AAK: The editorial process was much less about imagining and much more about asking questions, particularly what happens when and how can trans poetry act as an accomplice to revolution? Something I think a lot about in the conversation of utopia/futurity is how impossible it feels to imagine such a utopia from the standpoint of being utterly far away from ever having experienced it. There are glimmers of course, in hedonistic queer spaces and temporary autonomous zones. But what we really sought to figure out was, what patterns formal, aesthetic, and on the ground, would emerge when we set the conditions for the call for submissions explicitly trans and explicitly radical. I think we both felt open and eager to the limitless possibilities of what would come in and I definitely felt eager to be surprised by what came in.

 

SV: What have you encountered, unearthed, conjured that surprises you? What questions are still lingering for you after the project’s completion? How do you hope to see this anthology living on in the world? 

 

Kay: I felt pleasantly surprised about the sheer number of submissions in letters & correspondence and other forms spinning off from the epistolary. I definitely feel pretty attached to that mode and it’s sort of personally gratifying to see my work, say, in some kind of simultaneous conversation with these other projects I hadn’t read previously. Also the number of really sharp, incisive poems that braid ecology and economy together. There’s a certain strain of ecopoetics that I think is just kind of hippie-ish and nostalgic in its sensibilities, or otherwise unhelpfully despairing, and then we got these submissions that struck a tone I really feel like I haven’t encountered elsewhere—I’m thinking of Raquel Salas Rivera’s poem in the collection, or hazel avery’s.
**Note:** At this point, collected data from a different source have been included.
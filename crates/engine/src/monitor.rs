// SPDX-License-Identifier: BUSL-1.1
// Copyright (c) 2026 Alfred Jean LLC

//! Periodic status and resource monitoring

use crate::dashboard::Dashboard;
use crate::error::EngineError;
use anayat_adapters::NotifyAdapter;
use anayat_core::{BotStatus, KeyValueStore, SystemStats};
use rand::Rng;
use serde::Serialize;
use std::fmt;
use tokio::time::MissedTickBehavior;

/// One monitoring sample
#[derive(Debug, Clone, Copy, PartialEq, Eq, Serialize)]
pub struct MonitorTick {
    /// 1-based tick number
    pub tick: u64,
    pub status: BotStatus,
    /// Whether the status changed on this tick
    pub changed: bool,
    pub stats: SystemStats,
}

impl fmt::Display for MonitorTick {
    fn fmt(&self, f: &mut fmt::Formatter<'_>) -> fmt::Result {
        write!(
            f,
            "#{} {} {}  {}",
            self.tick,
            self.status.icon(),
            self.status.label(),
            self.stats
        )
    }
}

impl<S, N> Dashboard<S, N>
where
    S: KeyValueStore,
    N: NotifyAdapter,
{
    /// Sample status and stats every `monitor.interval`.
    ///
    /// Stops after `max_ticks` ticks or when cancelled and returns the number
    /// of ticks delivered. Cancellation is a normal stop here, not an error.
    pub async fn monitor<R, F>(
        &self,
        rng: &mut R,
        max_ticks: Option<u64>,
        mut on_tick: F,
    ) -> Result<u64, EngineError>
    where
        R: Rng + Send + ?Sized,
        F: FnMut(&MonitorTick) + Send,
    {
        let mut interval = tokio::time::interval(self.config.monitor.interval);
        interval.set_missed_tick_behavior(MissedTickBehavior::Skip);
        // First tick completes immediately
        interval.tick().await;

        let mut ticks = 0;
        while max_ticks.map_or(true, |max| ticks < max) {
            let cancelled = tokio::select! {
                biased;
                _ = self.cancel.cancelled() => true,
                _ = interval.tick() => false,
            };
            if cancelled {
                tracing::info!(ticks, "monitor cancelled");
                break;
            }
            ticks += 1;

            let before = self.status();
            let after = before.drift(rng, self.config.monitor.offline_probability);
            if after != before {
                tracing::warn!(from = %before, to = %after, "bot status drifted");
                self.set_status(after)?;
            }

            let stats = SystemStats::sample(rng);
            self.context().last_stats = Some(stats);

            on_tick(&MonitorTick {
                tick: ticks,
                status: after,
                changed: after != before,
                stats,
            });
        }
        Ok(ticks)
    }
}

#[cfg(test)]
#[path = "monitor_tests.rs"]
mod tests;
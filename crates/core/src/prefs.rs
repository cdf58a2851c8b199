// SPDX-License-Identifier: BUSL-1.1
// Copyright (c) 2026 Alfred Jean LLC

//! Typed preferences on top of a [`KeyValueStore`]

use crate::status::BotStatus;
use crate::store::{KeyValueStore, StoreError};
use std::collections::BTreeMap;

pub const THEME_KEY: &str = "anayat_theme";
pub const CONFIG_KEY: &str = "anayat_config";
pub const STATUS_KEY: &str = "anayat_bot_status";

/// Bot configuration fields as entered by the user
pub type BotSettings = BTreeMap<String, String>;

/// Preferences view; owns its store handle
#[derive(Debug, Clone)]
pub struct Preferences<S> {
    store: S,
    default_theme: String,
}

impl<S: KeyValueStore> Preferences<S> {
    pub fn new(store: S, default_theme: impl Into<String>) -> Self {
        Self {
            store,
            default_theme: default_theme.into(),
        }
    }

    pub fn store(&self) -> &S {
        &self.store
    }

    /// Stored theme, or the configured default
    pub fn theme(&self) -> Result<String, StoreError> {
        Ok(self
            .store
            .get(THEME_KEY)?
            .filter(|t| !t.trim().is_empty())
            .unwrap_or_else(|| self.default_theme.clone()))
    }

    pub fn set_theme(&self, theme: &str) -> Result<(), StoreError> {
        let theme = theme.trim();
        if theme.is_empty() {
            return Err(StoreError::InvalidValue {
                key: THEME_KEY.to_string(),
                message: "theme name is empty".to_string(),
            });
        }
        self.store.set(THEME_KEY, theme)
    }

    /// Raw JSON text of the saved settings, as included in backups
    pub fn raw_settings(&self) -> Result<Option<String>, StoreError> {
        self.store.get(CONFIG_KEY)
    }

    pub fn settings(&self) -> Result<BotSettings, StoreError> {
        match self.store.get(CONFIG_KEY)? {
            Some(raw) => Ok(serde_json::from_str(&raw)?),
            None => Ok(BotSettings::new()),
        }
    }

    /// Replace the saved settings
    pub fn save_settings(&self, settings: &BotSettings) -> Result<(), StoreError> {
        let raw = serde_json::to_string(settings)?;
        self.store.set(CONFIG_KEY, &raw)
    }

    /// Last persisted status; unreadable values fall back to offline.
    ///
    /// A stored `starting` means a restart never finished, so it loads as
    /// offline.
    pub fn bot_status(&self) -> Result<BotStatus, StoreError> {
        let status = self.store.get(STATUS_KEY)?;
        Ok(match status {
            Some(raw) => match raw.parse() {
                Ok(BotStatus::Starting) => {
                    tracing::info!("restart was interrupted, loading bot as offline");
                    BotStatus::Offline
                }
                Ok(status) => status,
                Err(e) => {
                    tracing::warn!(error = %e, "ignoring stored bot status");
                    BotStatus::Offline
                }
            },
            None => BotStatus::Offline,
        })
    }

    pub fn set_bot_status(&self, status: BotStatus) -> Result<(), StoreError> {
        self.store.set(STATUS_KEY, status.as_str())
    }
}
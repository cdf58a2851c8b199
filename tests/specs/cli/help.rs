//! Help output specs

use crate::prelude::*;

#[test]
fn help_lists_workflows() {
    let state = StateDir::empty();
    let out = state.anayat().args(&["--help"]).passes();
    for command in ["deploy", "restart", "stop", "update", "backup", "exec", "monitor", "theme"] {
        assert!(out.stdout.contains(command), "missing {command}\n{out}");
    }
}

#[test]
fn deploy_help_shows_outcome_flags() {
    StateDir::empty()
        .anayat()
        .args(&["deploy", "--help"])
        .passes()
        .stdout_has("--fail-at")
        .stdout_has("--always-succeed")
        .stdout_has("--seed");
}
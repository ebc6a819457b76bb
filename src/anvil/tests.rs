use glam::UVec3;
use tempfile::NamedTempFile;

use super::nbt::{self, Tag, Value};
use super::pack;
use super::*;

fn default_palette() -> Vec<String> {
    vec!["minecraft:air".to_string(), "minecraft:stone".to_string()]
}

/// 16x16x16 grid with voxel (0, 0, 0) set.
fn one_voxel_grid() -> (Vec<u32>, UVec3) {
    let dims = UVec3::new(16, 16, 16);
    let mut grid = vec![0u32; 4096];
    grid[0] = 1;
    (grid, dims)
}

#[test]
fn test_write_and_read_region() -> crate::util::Result<()> {
    let temp = NamedTempFile::new()?;
    let (grid, dims) = one_voxel_grid();

    write_region(temp.path(), 0, 0, &default_palette(), &grid, dims)?;

    let file_len = std::fs::metadata(temp.path())?.len();
    assert_eq!(file_len as usize, (2 + REGION_CHUNKS) * SECTOR_SIZE);

    let chunks = read_region(temp.path())?;
    assert_eq!(chunks.len(), REGION_CHUNKS);

    let (name, root) = nbt::decode(&chunks[0].nbt)?;
    assert_eq!(name, "");
    assert_eq!(root.get("DataVersion").unwrap().as_int(), Some(DATA_VERSION));
    assert_eq!(root.get("xPos").unwrap().as_int(), Some(0));
    assert_eq!(root.get("zPos").unwrap().as_int(), Some(0));
    assert_eq!(root.get("yPos").unwrap().as_int(), Some(-4));
    assert_eq!(root.get("Status").unwrap().as_str(), Some("full"));

    let sections = root.get("sections").unwrap().as_list().unwrap();
    assert_eq!(sections.len(), 1);
    assert_eq!(sections[0].get("Y"), Some(&Value::Byte(-4)));
    Ok(())
}

#[test]
fn test_occupied_section_has_palette_and_data() -> crate::util::Result<()> {
    let temp = NamedTempFile::new()?;
    let (grid, dims) = one_voxel_grid();
    write_region(temp.path(), 0, 0, &default_palette(), &grid, dims)?;

    let chunks = read_region(temp.path())?;
    let (_, root) = nbt::decode(&chunks[0].nbt)?;
    let section = &root.get("sections").unwrap().as_list().unwrap()[0];
    let block_states = section.get("block_states").unwrap();

    let palette = block_states.get("palette").unwrap().as_list().unwrap();
    assert_eq!(palette.len(), 2);
    assert_eq!(palette[0].get("Name").unwrap().as_str(), Some("minecraft:air"));
    assert_eq!(
        palette[1].get("Name").unwrap().as_str(),
        Some("minecraft:stone")
    );

    let Some(Value::LongArray(words)) = block_states.get("data") else {
        panic!("occupied section must carry a data array");
    };
    assert_eq!(words.len(), pack::WORDS_PER_SECTION);
    let entries = pack::unpack_section(words);
    assert_eq!(entries[0], 1);
    assert_eq!(entries.iter().sum::<u32>(), 1);
    Ok(())
}

#[test]
fn test_air_section_elides_data() -> crate::util::Result<()> {
    let temp = NamedTempFile::new()?;
    let (grid, dims) = one_voxel_grid();
    write_region(temp.path(), 0, 0, &default_palette(), &grid, dims)?;

    let chunks = read_region(temp.path())?;
    // Chunk (1, 0) is outside the 16-voxel grid, hence all air
    let (_, root) = nbt::decode(&chunks[1].nbt)?;
    let section = &root.get("sections").unwrap().as_list().unwrap()[0];
    let block_states = section.get("block_states").unwrap();

    let palette = block_states.get("palette").unwrap().as_list().unwrap();
    assert_eq!(palette.len(), 1);
    assert_eq!(palette[0].get("Name").unwrap().as_str(), Some("minecraft:air"));
    assert!(block_states.get("data").is_none());
    Ok(())
}

#[test]
fn test_biomes_and_bookkeeping_tags() -> crate::util::Result<()> {
    let temp = NamedTempFile::new()?;
    let (grid, dims) = one_voxel_grid();
    write_region(temp.path(), 0, 0, &default_palette(), &grid, dims)?;

    let chunks = read_region(temp.path())?;
    let (_, root) = nbt::decode(&chunks[0].nbt)?;

    let section = &root.get("sections").unwrap().as_list().unwrap()[0];
    let biomes = section.get("biomes").unwrap();
    assert_eq!(
        biomes.get("palette"),
        Some(&Value::List(
            Tag::String,
            vec![Value::String("minecraft:the_void".to_string())]
        ))
    );

    assert_eq!(root.get("LastUpdate"), Some(&Value::Long(0)));
    assert_eq!(root.get("InhabitedTime"), Some(&Value::Long(0)));
    assert_eq!(root.get("block_entities"), Some(&Value::List(Tag::Compound, vec![])));
    let lights = root.get("Lights").unwrap().as_list().unwrap();
    assert_eq!(lights.len(), 1);
    assert_eq!(lights[0], Value::List(Tag::End, vec![]));
    let structures = root.get("structures").unwrap();
    assert!(structures.get("References").is_some());
    assert!(structures.get("starts").is_some());
    Ok(())
}

#[test]
fn test_header_layout() -> crate::util::Result<()> {
    let temp = NamedTempFile::new()?;
    let (grid, dims) = one_voxel_grid();
    write_region(temp.path(), 0, 0, &default_palette(), &grid, dims)?;

    let data = std::fs::read(temp.path())?;
    for i in 0..REGION_CHUNKS {
        let record = u32::from_be_bytes(data[i * 4..i * 4 + 4].try_into().unwrap());
        assert_eq!(record >> 8, i as u32 + 2, "chunk {i} sector offset");
        assert_eq!(record & 0xFF, 1, "chunk {i} sector count");

        // Payload framing at the located sector
        let offset = (record >> 8) as usize * SECTOR_SIZE;
        let length =
            u32::from_be_bytes(data[offset..offset + 4].try_into().unwrap()) as usize;
        assert!(length > 1);
        assert!(5 + length - 1 <= SECTOR_SIZE);
        assert_eq!(data[offset + 4], 2, "zlib compression type");
    }
    Ok(())
}

#[test]
fn test_chunk_positions_follow_region_coordinates() -> crate::util::Result<()> {
    let temp = NamedTempFile::new()?;
    let (grid, dims) = one_voxel_grid();
    write_region(temp.path(), 3, 5, &default_palette(), &grid, dims)?;

    let chunks = read_region(temp.path())?;
    let i = 33; // local (1, 1)
    let (_, root) = nbt::decode(&chunks[i].nbt)?;
    assert_eq!(root.get("xPos").unwrap().as_int(), Some(4));
    assert_eq!(root.get("zPos").unwrap().as_int(), Some(6));
    Ok(())
}

#[test]
fn test_deterministic_outside_timestamps() -> crate::util::Result<()> {
    let temp_a = NamedTempFile::new()?;
    let temp_b = NamedTempFile::new()?;
    let (grid, dims) = one_voxel_grid();

    write_region(temp_a.path(), 0, 0, &default_palette(), &grid, dims)?;
    write_region(temp_b.path(), 0, 0, &default_palette(), &grid, dims)?;

    let a = std::fs::read(temp_a.path())?;
    let b = std::fs::read(temp_b.path())?;
    assert_eq!(a.len(), b.len());
    // Sector 1 holds wall-clock timestamps; everything else must match
    assert_eq!(a[..SECTOR_SIZE], b[..SECTOR_SIZE]);
    assert_eq!(a[2 * SECTOR_SIZE..], b[2 * SECTOR_SIZE..]);

    // Timestamps are uniform within a file and by-position comparable
    let stamp = |data: &[u8], i: usize| {
        u32::from_be_bytes(
            data[SECTOR_SIZE + i * 4..SECTOR_SIZE + i * 4 + 4]
                .try_into()
                .unwrap(),
        )
    };
    let first = stamp(&a, 0);
    assert!(first > 0);
    assert!((0..REGION_CHUNKS).all(|i| stamp(&a, i) == first));
    Ok(())
}

#[test]
fn test_taller_grid_produces_more_sections() -> crate::util::Result<()> {
    let temp = NamedTempFile::new()?;
    let dims = UVec3::new(16, 64, 16);
    let mut grid = vec![0u32; (dims.x * dims.y * dims.z) as usize];
    // Occupy one voxel in section 2 (y = 40)
    grid[(40 * dims.x) as usize] = 1;

    write_region(temp.path(), 0, 0, &default_palette(), &grid, dims)?;
    let chunks = read_region(temp.path())?;
    let (_, root) = nbt::decode(&chunks[0].nbt)?;
    let sections = root.get("sections").unwrap().as_list().unwrap();
    assert_eq!(sections.len(), 4);

    for (sy, section) in sections.iter().enumerate() {
        assert_eq!(section.get("Y"), Some(&Value::Byte(sy as i8 - 4)));
        let has_data = section.get("block_states").unwrap().get("data").is_some();
        assert_eq!(has_data, sy == 2, "only section 2 is occupied");
    }
    Ok(())
}

#[test]
fn test_write_failure_carries_path() {
    let (grid, dims) = one_voxel_grid();
    let path = std::path::Path::new("/nonexistent-dir/r.0.0.mca");
    let err = write_region(path, 0, 0, &default_palette(), &grid, dims).unwrap_err();
    match err {
        crate::util::Error::WriteFailed { path: p, .. } => {
            assert!(p.ends_with("r.0.0.mca"));
        }
        other => panic!("expected WriteFailed, got {other:?}"),
    }
}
I’m hoping that a lot of people read the book and then feel like it enabled their writing or thinking and they do more of whatever they were gonna do. I’m hoping that if a certain type of tokenistic sentimental liberal encounters this book they feel personally attacked by the introduction’s analysis of “how capital turns the precarity and violence of trans lives into cultural commodities”—they should. This is a book that is actively trying to make comrades of some people and enemies of others, if that makes sense. I’m hoping that people really, keenly read Harry Josephine Giles’s “Abolish The Police” poems, especially when they say: “we must accept ‘Abolish / the Police is not a metaphor[.]” For that matter, nor is the title of the anthology itself.

 

AAK: I am thrilled to have encountered so many trans writers whose work I hadn’t yet known. Similarly to Kay, I was surprised and thrilled by the swath of excellent writing on ecocide. Finishing this project throughout the pandemic was of course a surprise, but being able to host virtual events featuring contributors from all over the world is such a gift. I think what Kay said about how the book endeavors to live in the world as both comrade and enemy is absolutely perfect. I hope it extends far beyond what either of us could have imagined and that it acts as a flashpoint for many more radical trans poets to come.

 


Kay Gabriel is a poet and essayist. She lives in Queens, NY.

Andrea Abi-Karam is an arab-american genderqueer punk poet-performer cyborg, author of THE AFTERMATH (2016), EXTRATRANSMISSION (2019), and Villainy (forthcoming in 2021).